Alex Sommerville, from Swansea, was 17 when she moved into her first flat after leaving care.

She said she was "paranoid about getting into debt" because she did not have a "safety net", and that she would often go without things.

"I would really have to save and scrimp to buy bits to make my flat look like a home," she said.

"Council tax, for me, was the second highest bill after rent and I was really panicky about making sure it was paid on time.

"It was about £70 a month. That would go really far in sorting those basics out, things you can buy for yourself you know are going to last a few years.

"My budget strategy was 'don't buy anything'. I didn't go to the cinema, I didn't go out with friends.

"Luckily, I did alright financially.
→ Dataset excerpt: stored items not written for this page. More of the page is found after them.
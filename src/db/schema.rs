//! Table metadata and the schema registry
//!
//! The registry maps every managed table to its introspected columns. It is
//! built once at startup and is the allow-list every engine operation checks
//! table and column names against.

use crate::db::identifier::{Identifier, TableName};
use crate::db::postgres::PostgresProvider;
use crate::db::types::DataType;
use crate::error::{CrudError, CrudResult};

/// A table column
#[derive(Debug, Clone, PartialEq, Eq)]
pub struct ColumnDescriptor {
    /// Column name
    pub name: Identifier,
    /// Declared type
    pub data_type: DataType,
    /// Whether this is the table's (single-column) primary key
    pub is_primary_key: bool,
    /// Position in the table declaration (`attnum`)
    pub ordinal: i16,
}

/// A table and its columns in declaration order
#[derive(Debug, Clone, PartialEq, Eq)]
pub struct TableSchema {
    pub name: TableName,
    pub columns: Vec<ColumnDescriptor>,
}

impl TableSchema {
    pub fn new(name: TableName, columns: Vec<ColumnDescriptor>) -> Self {
        Self { name, columns }
    }

    /// The primary key column, if the table declares exactly one
    pub fn primary_key(&self) -> Option<&ColumnDescriptor> {
        let mut keys = self.columns.iter().filter(|c| c.is_primary_key);
        match (keys.next(), keys.next()) {
            (Some(key), None) => Some(key),
            _ => None,
        }
    }

    /// Like [`primary_key`](Self::primary_key), but absence is an error
    pub fn require_primary_key(&self) -> CrudResult<&ColumnDescriptor> {
        self.primary_key()
            .ok_or_else(|| CrudError::NoPrimaryKey(self.name.to_string()))
    }

    pub fn column(&self, name: &str) -> Option<&ColumnDescriptor> {
        self.columns.iter().find(|c| c.name.as_str() == name)
    }

    /// Look up a column, rejecting names the table does not have
    pub fn require_column(&self, name: &str) -> CrudResult<&ColumnDescriptor> {
        self.column(name).ok_or_else(|| {
            CrudError::InvalidIdentifier(format!(
                "'{}' is not a column of '{}'",
                name.escape_debug(),
                self.name
            ))
        })
    }

    pub fn column_names(&self) -> Vec<&str> {
        self.columns.iter().map(|c| c.name.as_str()).collect()
    }
}

/// Managed tables, in the order they were configured
#[derive(Debug, Clone, Default)]
pub struct SchemaRegistry {
    tables: Vec<TableSchema>,
}

impl SchemaRegistry {
    #[cfg(test)]
    pub(crate) fn from_tables(tables: Vec<TableSchema>) -> Self {
        Self { tables }
    }

    /// Introspect every table in `names`.
    ///
    /// # Errors
    /// Fails if any table does not exist or cannot be introspected; a
    /// partially loaded registry is never returned.
    pub async fn load(provider: &PostgresProvider, names: &[TableName]) -> CrudResult<Self> {
        let mut tables = Vec::with_capacity(names.len());
        for name in names {
            let schema = provider.describe_table(name).await?;
            if schema.primary_key().is_none() {
                tracing::warn!(table = %name, "table has no single-column primary key; update and delete are disabled");
            }
            tables.push(schema);
        }
        tracing::debug!(tables = tables.len(), "schema registry loaded");
        Ok(Self { tables })
    }

    /// Look up a managed table
    ///
    /// # Errors
    /// Returns `CrudError::InvalidIdentifier` for tables outside the registry.
    pub fn table(&self, name: &TableName) -> CrudResult<&TableSchema> {
        self.tables
            .iter()
            .find(|t| &t.name == name)
            .ok_or_else(|| CrudError::InvalidIdentifier(format!("'{}' is not a managed table", name)))
    }

    pub fn tables(&self) -> impl Iterator<Item = &TableSchema> {
        self.tables.iter()
    }
}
I didn't get into debt, but I think that was just because I was so neurotic about it."

Miss Sommerville, now a substance misuse worker, said: "I'm supporting young people who are in their first place and they don't have any kind of social network to get those little essentials: 'I've got some old furniture' or 'I'll give you a tenner towards some kitchen stuff'.

"There's young people I know who only have one towel or they've not got a wardrobe so all their clothes are just in black bags on the floor."

The Children's Commissioner for Wales, Sally Holland, said in her Hidden Ambitions report that young people leaving care should be given priority in work by the Welsh Government to see what can be done to make council tax fairer.

Ms Holland also said consideration should be given to "schemes used in England, such as allowing an initial period of time when it doesn't have to be paid or a reduced amount to be paid".

And a report by the Children's Society in 2016 recommended that care leavers should be exempt from paying council tax until the age of 25.

Deborah Jones, boss of Voices from Care Cymru, said Torfaen council will "be creating a leading corporate parenting milestone and setting an example which should be considered by all the remaining local authorities in Wales".

A Welsh Government spokesperson said it was "pleased to see this important issue" being considered and that the Welsh Local Government Association and local authorities were being asked to "look at using discretionary powers to grant care leavers a full dispensation from council tax" regardless of personal circumstances.

The WLGA will discuss the issue later this month.